* [Problem requirements]: Print the listing below in its entirety, character for character.
(Supplied information Opens)
//! Composing wall variants from fragments
//!
//! A wall tile is treated as a 3x3 grid of fragment-sized cells. The result
//! starts as a copy of the filled tile; every border cell whose neighbor is
//! not part of the pattern is then overwritten with the fragment chosen for
//! that direction.

use crate::assets::FragmentSet;
use crate::{AutotileError, Pattern, Side};
use image::{imageops, RgbaImage};
use smart_wall_core::{CornerRules, FragmentRef};
use tracing::debug;

/// Fragment drawn at `side` when that neighbor is missing.
///
/// Edges always use their own edge fragment. Corners branch on the two
/// cardinals around them through `rules`. Returns `None` if `side` is not a
/// single direction.
pub fn fragment_for(pattern: Pattern, side: Side, rules: &CornerRules) -> Option<FragmentRef> {
    let rule = match side {
        Side::T => return Some(FragmentRef::Edge(0)),
        Side::R => return Some(FragmentRef::Edge(2)),
        Side::B => return Some(FragmentRef::Edge(4)),
        Side::L => return Some(FragmentRef::Edge(6)),
        Side::TR => &rules.top_right,
        Side::BR => &rules.bottom_right,
        Side::BL => &rules.bottom_left,
        Side::TL => &rules.top_left,
        _ => return None,
    };

    let (ccw, cw) = side.adjacent_cardinals()?;
    Some(rule.select(pattern.contains(ccw), pattern.contains(cw)))
}

/// Top-left pixel of the cell for `side`, image rows counted downward
pub fn cell_origin(side: Side, fragment_size: u32) -> Option<(u32, u32)> {
    let (dx, dy) = side.offset()?;
    let column = (dx + 1) as u32;
    let row = (1 - dy) as u32;
    Some((column * fragment_size, row * fragment_size))
}

/// Build the image for `pattern`.
///
/// Fails with [`AutotileError::MissingAsset`] when the filled tile cannot
/// be split into thirds or a needed fragment is absent or mis-sized; no
/// partial image is returned.
pub fn compose(
    pattern: Pattern,
    fragments: &FragmentSet,
    rules: &CornerRules,
) -> Result<RgbaImage, AutotileError> {
    let (width, height) = fragments.filled.dimensions();
    if width == 0 || width != height || width % 3 != 0 {
        return Err(AutotileError::MissingAsset(format!(
            "filled tile is {}x{}; it must be square with a side divisible by 3",
            width, height
        )));
    }
    let size = fragments.fragment_size();

    let mut tile = fragments.filled.clone();

    for side in Side::DIRECTIONS {
        if pattern.contains(side) {
            continue;
        }

        let fragment_ref = fragment_for(pattern, side, rules)
            .ok_or(AutotileError::InvalidPattern(pattern.bits()))?;
        let fragment = fragments.get(fragment_ref).ok_or_else(|| {
            AutotileError::MissingAsset(format!(
                "{:?} fragment needed for side {:?} is not provided",
                fragment_ref, side
            ))
        })?;
        if fragment.dimensions() != (size, size) {
            return Err(AutotileError::MissingAsset(format!(
                "{:?} fragment is {}x{}, expected {}x{}",
                fragment_ref,
                fragment.width(),
                fragment.height(),
                size,
                size
            )));
        }

        let (x, y) =
            cell_origin(side, size).ok_or(AutotileError::InvalidPattern(pattern.bits()))?;
        imageops::replace(&mut tile, fragment, x.into(), y.into());
    }

    debug!("Composed wall variant for pattern {:?}", pattern.side());

    Ok(tile)
}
(Supplied information Closes)
* [Result]:
//! Composing wall variants from fragments
//!
//! A wall tile is treated as a 3x3 grid of fragment-sized cells. The result
//! starts as a copy of the filled tile; every border cell whose neighbor is
//! not part of the pattern is then overwritten with the fragment chosen for
//! that direction.

use crate::assets::FragmentSet;
use crate::{AutotileError, Pattern, Side};
use image::{imageops, RgbaImage};
use smart_wall_core::{CornerRules, FragmentRef};
use tracing::debug;

/// Fragment drawn at `side` when that neighbor is missing.
///
/// Edges always use their own edge fragment. Corners branch on the two
/// cardinals around them through `rules`. Returns `None` if `side` is not a
/// single direction.
pub fn fragment_for(pattern: Pattern, side: Side, rules: &CornerRules) -> Option<FragmentRef> {
    let rule = match side {
        Side::T => return Some(FragmentRef::Edge(0)),
        Side::R => return Some(FragmentRef::Edge(2)),
        Side::B => return Some(FragmentRef::Edge(4)),
        Side::L => return Some(FragmentRef::Edge(6)),
        Side::TR => &rules.top_right,
        Side::BR => &rules.bottom_right,
        Side::BL => &rules.bottom_left,
        Side::TL => &rules.top_left,
        _ => return None,
    };

    let (ccw, cw) = side.adjacent_cardinals()?;
    Some(rule.select(pattern.contains(ccw), pattern.contains(cw)))
}

/// Top-left pixel of the cell for `side`, image rows counted downward
pub fn cell_origin(side: Side, fragment_size: u32) -> Option<(u32, u32)> {
    let (dx, dy) = side.offset()?;
    let column = (dx + 1) as u32;
    let row = (1 - dy) as u32;
    Some((column * fragment_size, row * fragment_size))
}

/// Build the image for `pattern`.
///
/// Fails with [`AutotileError::MissingAsset`] when the filled tile cannot
/// be split into thirds or a needed fragment is absent or mis-sized; no
/// partial image is returned.
pub fn compose(
    pattern: Pattern,
    fragments: &FragmentSet,
    rules: &CornerRules,
) -> Result<RgbaImage, AutotileError> {
    let (width, height) = fragments.filled.dimensions();
    if width == 0 || width != height || width % 3 != 0 {
        return Err(AutotileError::MissingAsset(format!(
            "filled tile is {}x{}; it must be square with a side divisible by 3",
            width, height
        )));
    }
    let size = fragments.fragment_size();

    let mut tile = fragments.filled.clone();

    for side in Side::DIRECTIONS {
        if pattern.contains(side) {
            continue;
        }

        let fragment_ref = fragment_for(pattern, side, rules)
            .ok_or(AutotileError::InvalidPattern(pattern.bits()))?;
        let fragment = fragments.get(fragment_ref).ok_or_else(|| {
            AutotileError::MissingAsset(format!(
                "{:?} fragment needed for side {:?} is not provided",
                fragment_ref, side
            ))
        })?;
        if fragment.dimensions() != (size, size) {
            return Err(AutotileError::MissingAsset(format!(
                "{:?} fragment is {}x{}, expected {}x{}",
                fragment_ref,
                fragment.width(),
                fragment.height(),
                size,
                size
            )));
        }

        let (x, y) =
            cell_origin(side, size).ok_or(AutotileError::InvalidPattern(pattern.bits()))?;
        imageops::replace(&mut tile, fragment, x.into(), y.into());
    }

    debug!("Composed wall variant for pattern {:?}", pattern.side());

    Ok(tile)
}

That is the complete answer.